ABSTRACT

Objective:

Epilepsy leads changes in sleep structure. In patients with epilepsy, concomitant sleep disorder (sleep-disordered breathing, periodic limb movement disorder etc.) may increase the number of seizures. Juvenile Myoclonic Epilepsy (JME) composes 8-10% of hereditary idiopathic generalized epilepsy syndromes. Awakening suddenly and sleeplessness may trigger seizures. In general, sleep EEG is more abnormal than EEG recorded during wakefullness. While EEG changes are apparently activated during slow wave sleep, discharges have a tendency to diminish during R period.

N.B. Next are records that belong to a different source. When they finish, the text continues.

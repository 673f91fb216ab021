use std::path::PathBuf;

use anyhow::Result;
use clap::{Parser, ValueEnum};
use tracing::{info, warn};
use tracing_subscriber::{layer::SubscriberExt, util::SubscriberInitExt, EnvFilter};

use wildmere::{
    autopilot::Autopilot, config::ConfigLoader, engine::SimEvent, player::CharClass,
    snapshot::SnapshotWriter, Game,
};

#[derive(Debug, Clone, Copy, ValueEnum)]
enum ClassArg {
    Warrior,
    Mage,
    Archer,
    Paladin,
}

impl From<ClassArg> for CharClass {
    fn from(arg: ClassArg) -> Self {
        match arg {
            ClassArg::Warrior => CharClass::Warrior,
            ClassArg::Mage => CharClass::Mage,
            ClassArg::Archer => CharClass::Archer,
            ClassArg::Paladin => CharClass::Paladin,
        }
    }
}

#[derive(Debug, Parser)]
#[command(author, version, about = "Wildmere headless survival runner")]
struct Cli {
    /// Path to the scenario YAML file
    #[arg(long, default_value = "scenarios/meadow.yaml")]
    scenario: PathBuf,

    /// Number of ticks to simulate
    #[arg(long, default_value_t = 6000)]
    ticks: u64,

    /// Seconds of game time per tick
    #[arg(long, default_value_t = 0.1)]
    dt: f32,

    /// Override the scenario seed
    #[arg(long)]
    seed: Option<u64>,

    #[arg(long, value_enum, default_value_t = ClassArg::Warrior)]
    class: ClassArg,

    /// Override snapshot interval in ticks
    #[arg(long)]
    snapshot_interval: Option<u64>,

    /// Directory for snapshots
    #[arg(long)]
    snapshot_dir: Option<PathBuf>,

    /// Log filter, e.g. "info" or "wildmere=debug". RUST_LOG wins when set.
    #[arg(long)]
    log_level: Option<String>,
}

fn init_tracing(level: &str) {
    let filter = EnvFilter::try_from_default_env()
        .or_else(|_| EnvFilter::try_new(level))
        .unwrap_or_else(|_| EnvFilter::new("info"));
    tracing_subscriber::registry()
        .with(filter)
        .with(tracing_subscriber::fmt::layer())
        .init();
}

fn main() -> Result<()> {
    let cli = Cli::parse();
    let mut config = ConfigLoader::new(".").load(&cli.scenario)?;
    if let Some(seed) = cli.seed {
        config.seed = seed;
    }
    init_tracing(cli.log_level.as_deref().unwrap_or(&config.logging.level));

    let interval = cli
        .snapshot_interval
        .unwrap_or(config.snapshot.interval_ticks);
    let dir = cli
        .snapshot_dir
        .unwrap_or_else(|| PathBuf::from(&config.snapshot.output_dir));
    let snapshots = (interval > 0).then(|| SnapshotWriter::new(dir, interval));

    let seed = config.seed;
    let name = config.name.clone();
    let mut game = Game::with_snapshots(config, cli.class.into(), snapshots)?;
    let mut pilot = Autopilot::new(seed);
    info!(scenario = %name, seed, ticks = cli.ticks, "starting run");

    let mut kills = 0usize;
    let mut died_at = None;
    for _ in 0..cli.ticks {
        pilot.act(&mut game, cli.dt);
        let report = game.update(cli.dt)?;
        kills += report.kills().count();
        if report.events.contains(&SimEvent::PlayerDied) {
            warn!(tick = report.tick, "player died");
            died_at = Some(report.tick);
            break;
        }
    }

    let world = game.world();
    let player = game.player();
    println!(
        "Scenario '{}' ran {} ticks: day {}, {:?} {:?}",
        name,
        game.tick_count(),
        world.environment.day_count,
        world.environment.season,
        world.environment.weather
    );
    println!(
        "Player {:?}: health {:.1}, hunger {:.1}, sanity {:.1}, temperature {:.1}",
        player.class,
        player.health.current,
        player.hunger.current,
        player.sanity.current,
        player.temperature.current
    );
    println!(
        "Kills {}, gathers {}, crafts {}, meals {}, research {}",
        kills, pilot.stats.gathers, pilot.stats.crafts, pilot.stats.meals, player.research_points
    );
    if let Some(tick) = died_at {
        println!("The player died on tick {tick}.");
    }
    Ok(())
}
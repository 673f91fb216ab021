use serde::{Deserialize, Serialize};

/// Stackable raw materials held in the player's resource pool.
#[derive(Debug, Clone, Copy, PartialEq, Eq, PartialOrd, Ord, Hash, Serialize, Deserialize)]
#[serde(rename_all = "snake_case")]
pub enum ResourceKind {
    Wood,
    Stone,
    Berries,
    Meat,
    Mushrooms,
    CactusFlesh,
    Ice,
    Iron,
    Gold,
    Gems,
    Relics,
}

impl ResourceKind {
    pub const ALL: [ResourceKind; 11] = [
        ResourceKind::Wood,
        ResourceKind::Stone,
        ResourceKind::Berries,
        ResourceKind::Meat,
        ResourceKind::Mushrooms,
        ResourceKind::CactusFlesh,
        ResourceKind::Ice,
        ResourceKind::Iron,
        ResourceKind::Gold,
        ResourceKind::Gems,
        ResourceKind::Relics,
    ];
}

#[derive(Debug, Clone, Copy, PartialEq, Eq, PartialOrd, Ord, Hash, Serialize, Deserialize)]
#[serde(rename_all = "snake_case")]
pub enum ItemKind {
    Axe,
    Pickaxe,
    Sword,
    Torch,
    Berries,
    CookedMeat,
    Campfire,
    WoodenWall,
    IronArmor,
}

impl ItemKind {
    pub fn name(self) -> &'static str {
        match self {
            ItemKind::Axe => "Axe",
            ItemKind::Pickaxe => "Pickaxe",
            ItemKind::Sword => "Sword",
            ItemKind::Torch => "Torch",
            ItemKind::Berries => "Berries",
            ItemKind::CookedMeat => "Cooked Meat",
            ItemKind::Campfire => "Campfire",
            ItemKind::WoodenWall => "Wooden Wall",
            ItemKind::IronArmor => "Iron Armor",
        }
    }

    pub fn description(self) -> &'static str {
        match self {
            ItemKind::Axe => "Chop trees for wood",
            ItemKind::Pickaxe => "Mine rocks for stone",
            ItemKind::Sword => "Defend yourself",
            ItemKind::Torch => "Light source",
            ItemKind::Berries => "A handful of berries",
            ItemKind::CookedMeat => "Hearty and warm",
            ItemKind::Campfire => "Provides light and warmth",
            ItemKind::WoodenWall => "Basic defense",
            ItemKind::IronArmor => "Blunts incoming blows",
        }
    }

    pub fn is_tool(self) -> bool {
        matches!(
            self,
            ItemKind::Axe | ItemKind::Pickaxe | ItemKind::Sword | ItemKind::Torch
        )
    }

    pub fn is_armor(self) -> bool {
        matches!(self, ItemKind::IronArmor)
    }

    pub fn is_food(self) -> bool {
        matches!(self, ItemKind::Berries | ItemKind::CookedMeat)
    }

    pub fn stackable(self) -> bool {
        self.is_food()
    }
}

#[derive(Debug, Clone, Copy, PartialEq, Eq, PartialOrd, Ord, Hash, Serialize, Deserialize)]
pub struct ItemId(u64);

impl ItemId {
    pub fn new(raw: u64) -> Self {
        Self(raw)
    }

    pub fn raw(self) -> u64 {
        self.0
    }
}

#[derive(Debug, Clone, PartialEq, Serialize, Deserialize)]
pub struct Item {
    pub id: ItemId,
    pub kind: ItemKind,
    pub quantity: u32,
    pub durability: Option<u32>,
    pub max_durability: Option<u32>,
}

impl Item {
    /// A single item, at full `durability` when it wears at all.
    pub fn new(id: ItemId, kind: ItemKind, durability: Option<u32>) -> Self {
        Self {
            id,
            kind,
            quantity: 1,
            durability,
            max_durability: durability,
        }
    }

    pub fn name(&self) -> &'static str {
        self.kind.name()
    }

    /// Consumes one point of durability. Returns true once the item is worn
    /// out and should be discarded.
    pub fn wear(&mut self) -> bool {
        match self.durability.as_mut() {
            Some(durability) => {
                *durability = durability.saturating_sub(1);
                *durability == 0
            }
            None => false,
        }
    }
}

Cyclic altenating pattern (CAP) is characterized by periodic EEG activity of N sleep and transient electrocortical changes to be different from ground EEG activity and intervals last one minute. CAP is a periodic activity composed of A and B phases.

Patients and Methods:

10 patients with JME followed for average of 4 years were examined by polysomnography (PSG). All patients were taking antiepileptic therapy and had no epileptic seizure for last three months. 10 individuals matched for ages considered as controls.

Results:

Median Epworth Sleepness Scale score was 3. Average time to fell asleep for patients with JME was 8.4 minutes, average total sleep time was 390 minutes, stage N1 9.8%, N2 41.5%, N3 21.9%, R 26.8%. No associated sleep disorder was observed. CAP results for patients with JME and controls were 39.9% and 26.6%, respectively.

Conclusion:

Patients did not report any specific complaint for sleep disorder symptoms. Our study suggests that, when compared to control group, sleep EEG of patients with JME were more pathologic with the increment of arousals during sleep and provide ground to epileptic activity, disruption of sleep integrity and the possibility of associated sleep disorders. As a result, physicians should be careful for sleep disorders in epileptic patients who take medicine regularly, have no epileptic seizure and describe no sleep complaints.